PROVIDED INFORMATION>
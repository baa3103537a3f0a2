//! DSA domain parameter and key pair generation.
//!
//! Parameters follow the FIPS 186 random-search construction: a random
//! N-bit prime `q`, then up to `4 * L` random L-bit candidates adjusted so
//! that `p = 1 mod q`, then the smallest generator `g = h^((p-1)/q) mod p`
//! with `g != 1`.

use crate::key::{DsaParameters, DsaPrivateKey, DsaPublicKey};
use keysmith_core::{Error, Result};
use num_bigint::{BigUint, RandBigInt};
use num_traits::{One, Zero};
use rand::{CryptoRng, Rng, RngCore};
use tracing::{debug, info, warn};

/// Miller-Rabin rounds for every primality decision.
pub const MILLER_RABIN_ROUNDS: usize = 64;

/// Attempts allowed before [`generate_key_pair`] gives up.
pub const DEFAULT_MAX_ATTEMPTS: u32 = 64;

/// Candidate `q` values drawn before [`generate_parameters`] gives up.
pub const MAX_SUBGROUP_CANDIDATES: u32 = 1 << 14;

const SMALL_PRIMES: [u32; 53] = [
    3, 5, 7, 11, 13, 17, 19, 23, 29, 31, 37, 41, 43, 47, 53, 59, 61, 67, 71, 73, 79, 83, 89, 97,
    101, 103, 107, 109, 113, 127, 131, 137, 139, 149, 151, 157, 163, 167, 173, 179, 181, 191, 193,
    197, 199, 211, 223, 227, 229, 233, 239, 241, 251,
];

/// Bit lengths of `p` (L) and `q` (N).
#[derive(Debug, Clone, Copy, PartialEq, Eq)]
pub struct ParameterSizes {
    pub l: u64,
    pub n: u64,
}

impl ParameterSizes {
    /// The only size the license verifier accepts.
    pub const L1024_N160: Self = Self { l: 1024, n: 160 };

    fn validate(&self) -> Result<()> {
        if self.n < 16 || self.n % 8 != 0 || self.l % 8 != 0 || self.l <= self.n {
            return Err(Error::KeyGeneration(format!(
                "unsupported parameter sizes L={} N={}",
                self.l, self.n
            )));
        }
        Ok(())
    }
}

impl Default for ParameterSizes {
    fn default() -> Self {
        Self::L1024_N160
    }
}

/// Probabilistic primality test: trial division, then Miller-Rabin.
pub fn is_probable_prime<R: Rng + ?Sized>(n: &BigUint, rounds: usize, rng: &mut R) -> bool {
    let two = BigUint::from(2u32);
    if n < &two {
        return false;
    }
    if n == &two {
        return true;
    }
    if !n.bit(0) {
        return false;
    }
    for &small in &SMALL_PRIMES {
        if n == &BigUint::from(small) {
            return true;
        }
        if (n % small).is_zero() {
            return false;
        }
    }

    let n_minus_one = n - 1u32;
    let s = n_minus_one.trailing_zeros().unwrap_or(0);
    let d = &n_minus_one >> s;

    'witness: for _ in 0..rounds {
        let a = rng.gen_biguint_range(&two, &n_minus_one);
        let mut x = a.modpow(&d, n);
        if x.is_one() || x == n_minus_one {
            continue;
        }
        for _ in 1..s {
            x = &x * &x % n;
            if x == n_minus_one {
                continue 'witness;
            }
        }
        return false;
    }
    true
}

fn random_candidate<R: RngCore + ?Sized>(bits: u64, rng: &mut R) -> BigUint {
    let mut bytes = vec![0u8; (bits / 8) as usize];
    rng.fill_bytes(&mut bytes);
    bytes[0] |= 0x80;
    if let Some(last) = bytes.last_mut() {
        *last |= 1;
    }
    BigUint::from_bytes_be(&bytes)
}

/// Generate fresh domain parameters.
pub fn generate_parameters<R>(rng: &mut R, sizes: ParameterSizes) -> Result<DsaParameters>
where
    R: RngCore + CryptoRng + ?Sized,
{
    sizes.validate()?;

    let mut found = None;
    'primes: for _ in 0..MAX_SUBGROUP_CANDIDATES {
        let q = random_candidate(sizes.n, rng);
        if !is_probable_prime(&q, MILLER_RABIN_ROUNDS, rng) {
            continue;
        }

        for _ in 0..4 * sizes.l {
            let candidate = random_candidate(sizes.l, rng);
            let rem = &candidate % &q;
            let p = if rem.is_zero() {
                candidate + 1u32
            } else {
                candidate - (rem - 1u32)
            };
            if p.bits() < sizes.l {
                continue;
            }
            if !is_probable_prime(&p, MILLER_RABIN_ROUNDS, rng) {
                continue;
            }
            found = Some((p, q));
            break 'primes;
        }
        debug!(n = sizes.n, "No prime p found for q, drawing a new q");
    }

    let Some((p, q)) = found else {
        warn!(
            candidates = MAX_SUBGROUP_CANDIDATES,
            "Parameter search exhausted its q candidates"
        );
        return Err(Error::KeyGeneration(format!(
            "no prime pair found after {MAX_SUBGROUP_CANDIDATES} q candidates"
        )));
    };

    let exponent = (&p - 1u32) / &q;
    let mut h = BigUint::from(2u32);
    let g = loop {
        let g = h.modpow(&exponent, &p);
        if !g.is_one() {
            break g;
        }
        h += 1u32;
    };

    Ok(DsaParameters::new(p, q, g))
}

/// Draw a private exponent for the given parameters.
pub fn generate_private_key<R>(rng: &mut R, params: DsaParameters) -> Result<DsaPrivateKey>
where
    R: RngCore + CryptoRng + ?Sized,
{
    if params.q() <= &BigUint::one() || params.p().is_zero() {
        return Err(Error::KeyGeneration("invalid domain parameters".into()));
    }
    let x = rng.gen_biguint_range(&BigUint::one(), params.q());
    let y = params.g().modpow(&x, params.p());
    Ok(DsaPrivateKey::new(DsaPublicKey::new(params, y), x))
}

/// Generate a key pair whose public value is exactly L bits long and whose
/// generator is shorter than L bits.
///
/// Each attempt draws new parameters and a new key. After `max_attempts`
/// rejected attempts this fails with [`Error::KeyGeneration`].
pub fn generate_key_pair<R>(
    rng: &mut R,
    sizes: ParameterSizes,
    max_attempts: u32,
) -> Result<DsaPrivateKey>
where
    R: RngCore + CryptoRng + ?Sized,
{
    for attempt in 1..=max_attempts {
        let params = generate_parameters(rng, sizes)?;
        let key = generate_private_key(rng, params)?;

        if key.y().bits() == sizes.l && key.params().g().bits() < sizes.l {
            info!(attempt, l = sizes.l, n = sizes.n, "Generated DSA key pair");
            return Ok(key);
        }
        debug!(
            attempt,
            y_bits = key.y().bits(),
            g_bits = key.params().g().bits(),
            "Key pair rejected by bit-length check"
        );
    }

    warn!(max_attempts, "Key generation exhausted its attempts");
    Err(Error::KeyGeneration(format!(
        "no key pair met the bit-length requirements after {max_attempts} attempts"
    )))
}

WORK TO BE COMPLETED>
Keep every word intact and transcribe the records in full.

RESPONSE BOX>
repository baa3103537a3f0a2
//! DSA domain parameter and key pair generation.
//!
//! Parameters follow the FIPS 186 random-search construction: a random
//! N-bit prime `q`, then up to `4 * L` random L-bit candidates adjusted so
//! that `p = 1 mod q`, then the smallest generator `g = h^((p-1)/q) mod p`
//! with `g != 1`.

use crate::key::{DsaParameters, DsaPrivateKey, DsaPublicKey};
use keysmith_core::{Error, Result};
use num_bigint::{BigUint, RandBigInt};
use num_traits::{One, Zero};
use rand::{CryptoRng, Rng, RngCore};
use tracing::{debug, info, warn};

/// Miller-Rabin rounds for every primality decision.
pub const MILLER_RABIN_ROUNDS: usize = 64;

/// Attempts allowed before [`generate_key_pair`] gives up.
pub const DEFAULT_MAX_ATTEMPTS: u32 = 64;

/// Candidate `q` values drawn before [`generate_parameters`] gives up.
pub const MAX_SUBGROUP_CANDIDATES: u32 = 1 << 14;

const SMALL_PRIMES: [u32; 53] = [
    3, 5, 7, 11, 13, 17, 19, 23, 29, 31, 37, 41, 43, 47, 53, 59, 61, 67, 71, 73, 79, 83, 89, 97,
    101, 103, 107, 109, 113, 127, 131, 137, 139, 149, 151, 157, 163, 167, 173, 179, 181, 191, 193,
    197, 199, 211, 223, 227, 229, 233, 239, 241, 251,
];

/// Bit lengths of `p` (L) and `q` (N).
#[derive(Debug, Clone, Copy, PartialEq, Eq)]
pub struct ParameterSizes {
    pub l: u64,
    pub n: u64,
}

impl ParameterSizes {
    /// The only size the license verifier accepts.
    pub const L1024_N160: Self = Self { l: 1024, n: 160 };

    fn validate(&self) -> Result<()> {
        if self.n < 16 || self.n % 8 != 0 || self.l % 8 != 0 || self.l <= self.n {
            return Err(Error::KeyGeneration(format!(
                "unsupported parameter sizes L={} N={}",
                self.l, self.n
            )));
        }
        Ok(())
    }
}

impl Default for ParameterSizes {
    fn default() -> Self {
        Self::L1024_N160
    }
}

/// Probabilistic primality test: trial division, then Miller-Rabin.
pub fn is_probable_prime<R: Rng + ?Sized>(n: &BigUint, rounds: usize, rng: &mut R) -> bool {
    let two = BigUint::from(2u32);
    if n < &two {
        return false;
    }
    if n == &two {
        return true;
    }
    if !n.bit(0) {
        return false;
    }
    for &small in &SMALL_PRIMES {
        if n == &BigUint::from(small) {
            return true;
        }
        if (n % small).is_zero() {
            return false;
        }
    }

    let n_minus_one = n - 1u32;
    let s = n_minus_one.trailing_zeros().unwrap_or(0);
    let d = &n_minus_one >> s;

    'witness: for _ in 0..rounds {
        let a = rng.gen_biguint_range(&two, &n_minus_one);
        let mut x = a.modpow(&d, n);
        if x.is_one() || x == n_minus_one {
            continue;
        }
        for _ in 1..s {
            x = &x * &x % n;
            if x == n_minus_one {
                continue 'witness;
            }
        }
        return false;
    }
    true
}

fn random_candidate<R: RngCore + ?Sized>(bits: u64, rng: &mut R) -> BigUint {
    let mut bytes = vec![0u8; (bits / 8) as usize];
    rng.fill_bytes(&mut bytes);
    bytes[0] |= 0x80;
    if let Some(last) = bytes.last_mut() {
        *last |= 1;
    }
    BigUint::from_bytes_be(&bytes)
}

/// Generate fresh domain parameters.
pub fn generate_parameters<R>(rng: &mut R, sizes: ParameterSizes) -> Result<DsaParameters>
where
    R: RngCore + CryptoRng + ?Sized,
{
    sizes.validate()?;

    let mut found = None;
    'primes: for _ in 0..MAX_SUBGROUP_CANDIDATES {
        let q = random_candidate(sizes.n, rng);
        if !is_probable_prime(&q, MILLER_RABIN_ROUNDS, rng) {
            continue;
        }

        for _ in 0..4 * sizes.l {
            let candidate = random_candidate(sizes.l, rng);
            let rem = &candidate % &q;
            let p = if rem.is_zero() {
                candidate + 1u32
            } else {
                candidate - (rem - 1u32)
            };
            if p.bits() < sizes.l {
                continue;
            }
            if !is_probable_prime(&p, MILLER_RABIN_ROUNDS, rng) {
                continue;
            }
            found = Some((p, q));
            break 'primes;
        }
        debug!(n = sizes.n, "No prime p found for q, drawing a new q");
    }

    let Some((p, q)) = found else {
        warn!(
            candidates = MAX_SUBGROUP_CANDIDATES,
            "Parameter search exhausted its q candidates"
        );
        return Err(Error::KeyGeneration(format!(
            "no prime pair found after {MAX_SUBGROUP_CANDIDATES} q candidates"
        )));
    };

    let exponent = (&p - 1u32) / &q;
    let mut h = BigUint::from(2u32);
    let g = loop {
        let g = h.modpow(&exponent, &p);
        if !g.is_one() {
            break g;
        }
        h += 1u32;
    };

    Ok(DsaParameters::new(p, q, g))
}

/// Draw a private exponent for the given parameters.
pub fn generate_private_key<R>(rng: &mut R, params: DsaParameters) -> Result<DsaPrivateKey>
where
    R: RngCore + CryptoRng + ?Sized,
{
    if params.q() <= &BigUint::one() || params.p().is_zero() {
        return Err(Error::KeyGeneration("invalid domain parameters".into()));
    }
    let x = rng.gen_biguint_range(&BigUint::one(), params.q());
    let y = params.g().modpow(&x, params.p());
    Ok(DsaPrivateKey::new(DsaPublicKey::new(params, y), x))
}

/// Generate a key pair whose public value is exactly L bits long and whose
/// generator is shorter than L bits.
///
/// Each attempt draws new parameters and a new key. After `max_attempts`
/// rejected attempts this fails with [`Error::KeyGeneration`].
pub fn generate_key_pair<R>(
    rng: &mut R,
    sizes: ParameterSizes,
    max_attempts: u32,
) -> Result<DsaPrivateKey>
where
    R: RngCore + CryptoRng + ?Sized,
{
    for attempt in 1..=max_attempts {
        let params = generate_parameters(rng, sizes)?;
        let key = generate_private_key(rng, params)?;

        if key.y().bits() == sizes.l && key.params().g().bits() < sizes.l {
            info!(attempt, l = sizes.l, n = sizes.n, "Generated DSA key pair");
            return Ok(key);
        }
        debug!(
            attempt,
            y_bits = key.y().bits(),
            g_bits = key.params().g().bits(),
            "Key pair rejected by bit-length check"
        );
    }

    warn!(max_attempts, "Key generation exhausted its attempts");
    Err(Error::KeyGeneration(format!(
        "no key pair met the bit-length requirements after {max_attempts} attempts"
    )))
}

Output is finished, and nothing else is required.